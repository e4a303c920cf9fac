//! Address cache: logical endpoint → partition → replica addresses.
//!
//! The outer level is a small LRU over logical service endpoints (an account
//! may talk to a handful of regional endpoints). Each entry owns the
//! partition map for its endpoint. The outer mutex is held only to look up
//! or insert an entry, never across a resolver call; partition maps use
//! their own read-write lock so concurrent readers of one endpoint do not
//! contend.

use std::collections::HashMap;
use std::sync::atomic::{AtomicU64, Ordering};
use std::sync::Arc;

use async_trait::async_trait;
use parking_lot::{Mutex, RwLock};
use tracing::debug;
use url::Url;

use crate::address::PartitionAddressSet;
use crate::error::ReplicaError;
use crate::recency::RecencyMap;
use crate::routing::PartitionKeyRangeIdentity;

/// Observed number of logical endpoints kept before LRU eviction.
pub const DEFAULT_CAPACITY: usize = 5;

/// External address-resolution collaborator (gateway or topology service).
#[async_trait]
pub trait AddressResolver: Send + Sync {
    /// Resolve the current replica addresses of `partition` behind `endpoint`.
    async fn resolve_replicas(
        &self,
        endpoint: &Url,
        partition: &PartitionKeyRangeIdentity,
    ) -> Result<PartitionAddressSet, ReplicaError>;
}

/// Partition address cache for one logical endpoint.
pub struct EndpointAddressCache {
    endpoint: Url,
    resolver: Arc<dyn AddressResolver>,
    partitions: RwLock<HashMap<PartitionKeyRangeIdentity, Arc<PartitionAddressSet>>>,
}

impl EndpointAddressCache {
    fn new(endpoint: Url, resolver: Arc<dyn AddressResolver>) -> Self {
        Self {
            endpoint,
            resolver,
            partitions: RwLock::new(HashMap::new()),
        }
    }

    /// Cached addresses of `partition`, resolving them when absent or when
    /// `force_refresh` is set.
    pub async fn resolve(
        &self,
        partition: &PartitionKeyRangeIdentity,
        force_refresh: bool,
    ) -> Result<Arc<PartitionAddressSet>, ReplicaError> {
        if !force_refresh {
            let cached = self.partitions.read().get(partition).cloned();
            if let Some(set) = cached {
                return Ok(set);
            }
        }

        let set = Arc::new(self.resolver.resolve_replicas(&self.endpoint, partition).await?);
        debug!(
            endpoint = %self.endpoint,
            partition = %partition,
            replicas = set.len(),
            force_refresh,
            "resolved partition addresses"
        );
        self.partitions.write().insert(partition.clone(), set.clone());
        Ok(set)
    }

    /// Forget the cached addresses of `partition`.
    pub fn invalidate(&self, partition: &PartitionKeyRangeIdentity) -> bool {
        self.partitions.write().remove(partition).is_some()
    }

    /// Number of cached partitions.
    pub fn len(&self) -> usize {
        self.partitions.read().len()
    }

    /// Whether no partition is cached.
    pub fn is_empty(&self) -> bool {
        self.partitions.read().is_empty()
    }
}

/// One logical endpoint and its partition cache.
pub struct EndpointCacheEntry {
    /// Logical service endpoint.
    pub endpoint: Url,
    /// Partition addresses behind it.
    pub cache: EndpointAddressCache,
}

/// Capacity-bounded LRU of [`EndpointCacheEntry`] keyed by logical endpoint.
pub struct AddressCache {
    resolver: Arc<dyn AddressResolver>,
    endpoints: Mutex<RecencyMap<Url, Arc<EndpointCacheEntry>>>,
    evictions: AtomicU64,
}

impl AddressCache {
    /// Create a cache holding [`DEFAULT_CAPACITY`] endpoints.
    pub fn new(resolver: Arc<dyn AddressResolver>) -> Self {
        Self::with_capacity(resolver, DEFAULT_CAPACITY)
    }

    /// Create a cache holding `capacity` endpoints.
    pub fn with_capacity(resolver: Arc<dyn AddressResolver>, capacity: usize) -> Self {
        Self {
            resolver,
            endpoints: Mutex::new(RecencyMap::bounded(capacity)),
            evictions: AtomicU64::new(0),
        }
    }

    fn entry_for(&self, endpoint: &Url) -> Arc<EndpointCacheEntry> {
        let mut endpoints = self.endpoints.lock();
        if let Some(entry) = endpoints.get(endpoint) {
            return entry.clone();
        }

        let entry = Arc::new(EndpointCacheEntry {
            endpoint: endpoint.clone(),
            cache: EndpointAddressCache::new(endpoint.clone(), self.resolver.clone()),
        });
        if let Some((evicted, _)) = endpoints.insert(endpoint.clone(), entry.clone()) {
            self.evictions.fetch_add(1, Ordering::Relaxed);
            debug!(
                evicted = %evicted,
                inserted = %endpoint,
                "evicted least recently used endpoint"
            );
        }
        entry
    }

    /// Resolve `partition` behind `endpoint`, marking the endpoint most
    /// recently used.
    pub async fn resolve(
        &self,
        endpoint: &Url,
        partition: &PartitionKeyRangeIdentity,
        force_refresh: bool,
    ) -> Result<Arc<PartitionAddressSet>, ReplicaError> {
        let entry = self.entry_for(endpoint);
        entry.cache.resolve(partition, force_refresh).await
    }

    /// Forget the cached addresses of `partition` behind `endpoint`.
    pub fn invalidate(&self, endpoint: &Url, partition: &PartitionKeyRangeIdentity) -> bool {
        let entry = self.endpoints.lock().peek(endpoint).cloned();
        entry.is_some_and(|entry| entry.cache.invalidate(partition))
    }

    /// Number of partitions cached behind `endpoint`. Does not affect
    /// recency.
    pub fn partition_count(&self, endpoint: &Url) -> usize {
        let entry = self.endpoints.lock().peek(endpoint).cloned();
        entry.map_or(0, |entry| entry.cache.len())
    }

    /// Number of cached endpoints.
    pub fn len(&self) -> usize {
        self.endpoints.lock().len()
    }

    /// Whether no endpoint is cached.
    pub fn is_empty(&self) -> bool {
        self.endpoints.lock().is_empty()
    }

    /// Configured capacity.
    pub fn capacity(&self) -> usize {
        self.endpoints.lock().capacity().unwrap_or(DEFAULT_CAPACITY)
    }

    /// Whether `endpoint` is cached. Does not affect recency.
    pub fn contains(&self, endpoint: &Url) -> bool {
        self.endpoints.lock().contains_key(endpoint)
    }

    /// Cached endpoints from least to most recently used.
    pub fn endpoints(&self) -> Vec<Url> {
        self.endpoints.lock().keys_by_recency()
    }

    /// Number of endpoints evicted so far.
    pub fn evictions(&self) -> u64 {
        self.evictions.load(Ordering::Relaxed)
    }
}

——————

▶ PROMPT
From the listing above, repeat exactly the lines starting at the line that includes "not affect recency." and ending at the line that includes "self.endpoints.lock().keys_by_recency()", with nothing outside that span.

▶ TASK SOLUTION
    /// Whether `endpoint` is cached. Does not affect recency.
    pub fn contains(&self, endpoint: &Url) -> bool {
        self.endpoints.lock().contains_key(endpoint)
    }

    /// Cached endpoints from least to most recently used.
    pub fn endpoints(&self) -> Vec<Url> {
        self.endpoints.lock().keys_by_recency()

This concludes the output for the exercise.